Duck, Duck, Goose and Social Media Marketing

October 20, 2009 at 2:05 pm Leave a comment

As a child, we communicated and generated excitement with ease. OneSocial Media Marketing person stood tall with a simple message. Duck, duck, duck … With each contact, excitement grew … duck, goose! And the chase was on. Social media is the chase that delivers a measure of awareness and generates excitement in everyone it touches until a commitment is made.

Creation of a social media platform is your way to personally interact with and promote yourself to current and potential readers. You not only establish author/reader relationships, but build from a variety of outlets all contributing to your overall marketing efforts.
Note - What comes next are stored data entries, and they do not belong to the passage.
//! IntakeQ client search, narrowed down to a single client record.

use reqwest::header::ACCEPT;
use reqwest::StatusCode;
use serde_json::Value;
use tracing::{debug, warn};

use crate::domain::ClientLookupQuery;
use crate::errors::ServiceError;
use crate::upstream;

pub const INTAKE_FAILED: &str = "IntakeQ request failed";
pub const AUTH_HEADER: &str = "X-Auth-Key";
pub const CLIENT_ID_FIELD: &str = "ClientId";

#[derive(Clone)]
pub struct IntakeClient {
    client: reqwest::Client,
    base_url: String,
    api_key: String,
}

impl std::fmt::Debug for IntakeClient {
    fn fmt(&self, f: &mut std::fmt::Formatter<'_>) -> std::fmt::Result {
        f.debug_struct("IntakeClient").field("base_url", &self.base_url).finish_non_exhaustive()
    }
}

impl IntakeClient {
    pub fn new(client: reqwest::Client, base_url: impl Into<String>, api_key: impl Into<String>) -> Self {
        Self { client, base_url: base_url.into(), api_key: api_key.into() }
    }

    /// Search by id with full profile data and return the matching record.
    pub async fn lookup(&self, query: &ClientLookupQuery) -> Result<Value, ServiceError> {
        let client_id = query.client_id();
        let resp = self
            .client
            .get(&self.base_url)
            .query(&[("search", client_id), ("includeProfile", "true")])
            .header(AUTH_HEADER, &self.api_key)
            .header(ACCEPT, "application/json")
            .send()
            .await?;

        let status = resp.status();
        debug!(%client_id, status = status.as_u16(), "intake search responded");

        if status == StatusCode::UNAUTHORIZED || status == StatusCode::FORBIDDEN {
            warn!(status = status.as_u16(), "intake rejected the configured api key");
            return Err(ServiceError::UpstreamAuth);
        }
        if !status.is_success() {
            let body = upstream::text_or_empty(resp).await;
            return Err(ServiceError::Upstream {
                error: INTAKE_FAILED.to_string(),
                status: status.as_u16(),
                body,
            });
        }

        // Strict: an unparsable success body is an unexpected error.
        let records: Value = resp.json().await?;
        select_client(records, client_id)
    }
}

/// Exact-match disambiguation over a search result.
///
/// Picks the record whose `ClientId` equals `client_id` when rendered as a
/// string, else the first record. Non-arrays and empty arrays are not found.
pub fn select_client(records: Value, client_id: &str) -> Result<Value, ServiceError> {
    let mut items = match records {
        Value::Array(items) if !items.is_empty() => items,
        _ => return Err(ServiceError::NotFound(client_id.to_string())),
    };

    let index = match items.iter().position(|r| identifier(r).as_deref() == Some(client_id)) {
        Some(i) => i,
        None => {
            // TODO: confirm whether IntakeQ search can return unrelated clients; if so this should be NotFound.
            warn!(%client_id, candidates = items.len(), "no exact ClientId match; using first result");
            0
        }
    };
    Ok(items.swap_remove(index))
}

fn identifier(record: &Value) -> Option<String> {
    match record.get(CLIENT_ID_FIELD)? {
        Value::Number(n) if n.is_f64() => n.as_f64().map(render_float),
        Value::Number(n) => Some(n.to_string()),
        Value::String(s) => Some(s.clone()),
        _ => None,
    }
}

/// Whole floats render without a fraction (`7.0` -> `"7"`), as JSON producers expect.
fn render_float(f: f64) -> String {
    if f.is_finite() && f.fract() == 0.0 {
        // `+ 0.0` folds -0.0 into 0.0
        format!("{:.0}", f + 0.0)
    } else {
        f.to_string()
    }
}

#[cfg(test)]
mod tests {
    use super::*;
    use serde_json::json;

    #[test]
    fn exact_match_wins_over_first_element() {
        let records = json!([{"ClientId": 42, "Name": "A"}, {"ClientId": 7, "Name": "B"}]);
        let picked = select_client(records, "7").unwrap();
        assert_eq!(picked, json!({"ClientId": 7, "Name": "B"}));
    }

    #[test]
    fn string_identifiers_compare_as_strings() {
        let records = json!([{"ClientId": "1"}, {"ClientId": "12"}]);
        assert_eq!(select_client(records, "12").unwrap(), json!({"ClientId": "12"}));
    }

    #[test]
    fn falls_back_to_first_when_nothing_matches() {
        let records = json!([{"ClientId": 100}, {"ClientId": 200}]);
        assert_eq!(select_client(records, "7").unwrap(), json!({"ClientId": 100}));
    }

    #[test]
    fn whole_float_ids_match_integer_query() {
        let records = json!([{"ClientId": 42.0}, {"ClientId": 7.0}]);
        assert_eq!(select_client(records, "7").unwrap(), json!({"ClientId": 7.0}));
    }

    #[test]
    fn fractional_ids_never_match() {
        let records = json!([{"ClientId": 1}, {"ClientId": 7.5}]);
        assert_eq!(select_client(records, "7").unwrap(), json!({"ClientId": 1}));
    }

    #[test]
    fn leading_zeros_do_not_match_numeric_ids() {
        let records = json!([{"ClientId": 1}, {"ClientId": 7}]);
        assert_eq!(select_client(records, "07").unwrap(), json!({"ClientId": 1}));
    }

    #[test]
    fn empty_array_is_not_found() {
        assert_eq!(select_client(json!([]), "5").unwrap_err(), ServiceError::NotFound("5".into()));
    }

    #[test]
    fn non_array_is_not_found() {
        for v in [json!({"ClientId": 5}), json!(null), json!("5")] {
            assert_eq!(select_client(v, "5").unwrap_err(), ServiceError::NotFound("5".into()));
        }
    }

    #[test]
    fn debug_does_not_leak_api_key() {
        let c = IntakeClient::new(reqwest::Client::new(), "http://x", "secret-key");
        assert!(!format!("{c:?}").contains("secret-key"));
    }
}
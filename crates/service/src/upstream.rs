//! Best-effort readers for upstream bodies.
//!
//! Both helpers swallow their error on purpose: they only run on paths where
//! the status code already decided the outcome and the body is informational.

use serde_json::Value;
use tracing::debug;

/// Body as text, or `""` when the body cannot be read.
pub async fn text_or_empty(resp: reqwest::Response) -> String {
    match resp.text().await {
        Ok(text) => text,
        Err(e) => {
            // Discarded: the caller already has the status to report.
            debug!(err = %e, "upstream body unreadable; using empty text");
            String::new()
        }
    }
}

/// Text parsed as JSON, or `{}` when it is empty or not JSON.
pub fn json_or_empty_object(text: &str) -> Value {
    match serde_json::from_str(text) {
        Ok(v) => v,
        // Discarded: a 2xx from the webhook is a success with or without a JSON body.
        Err(_) => Value::Object(Default::default()),
    }
}
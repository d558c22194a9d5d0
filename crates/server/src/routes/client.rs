use axum::{
    extract::{Path, State},
    Json,
};
use serde_json::Value;
use service::domain::ClientLookupQuery;
use tracing::info;

use crate::{errors::ApiError, state::LookupState};

/// Returns the matched IntakeQ record as-is, without a success wrapper.
pub async fn get_client(
    State(state): State<LookupState>,
    client_id: Option<Path<String>>,
) -> Result<Json<Value>, ApiError> {
    let raw = client_id.map(|Path(id)| id).unwrap_or_default();
    let query = ClientLookupQuery::parse(&raw)?;
    let record = state.intake.lookup(&query).await?;
    info!(client_id = %query.client_id(), "client lookup served");
    Ok(Json(record))
}
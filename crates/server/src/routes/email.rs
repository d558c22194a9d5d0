use axum::{body::Bytes, extract::State, Json};
use common::types::Success;
use service::domain::{self, EmailDispatchRequest, LoginRequest};
use tracing::info;

use crate::{errors::ApiError, state::EmailState};

/// Presence check only: any non-blank username/password pair is accepted.
pub async fn login(body: Bytes) -> Result<Json<Success>, ApiError> {
    let body = domain::parse_body(&body);
    LoginRequest::from_json(&body)?;
    Ok(Json(Success::ok()))
}

pub async fn send_email(
    State(state): State<EmailState>,
    body: Bytes,
) -> Result<Json<Success>, ApiError> {
    let req = EmailDispatchRequest::from_json(&domain::parse_body(&body))?;
    let data = state.dispatcher.dispatch(&req).await?;
    info!(tracking_number = %req.tracking_number, "email dispatch forwarded");
    Ok(Json(Success::with_data(data)))
}
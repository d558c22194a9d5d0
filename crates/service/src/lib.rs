//! Forwarding layer shared by both proxy services.
//! - `domain` validates the inbound request shapes before anything leaves the process.
//! - `email` and `intake` own the outbound calls and classify upstream statuses.
//! - `errors` is the tagged result every operation returns; the HTTP layer maps it.

pub mod domain;
pub mod email;
pub mod errors;
pub mod intake;
pub mod upstream;

pub use errors::ServiceError;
Using sites such as Facebook, YouTube and Twitter you can deliver your most current information directly to the thousands of readers following you and your work. Search for and utilize the less common social networking sites that specialize in writing, reading and genre (such as GoodReads) to specifically target your market.

Through a series of networking channels, you create a fan base invested in your writing. This simple way of promotion helps to build your author name among perhaps the most critical element of your writing success — the readers.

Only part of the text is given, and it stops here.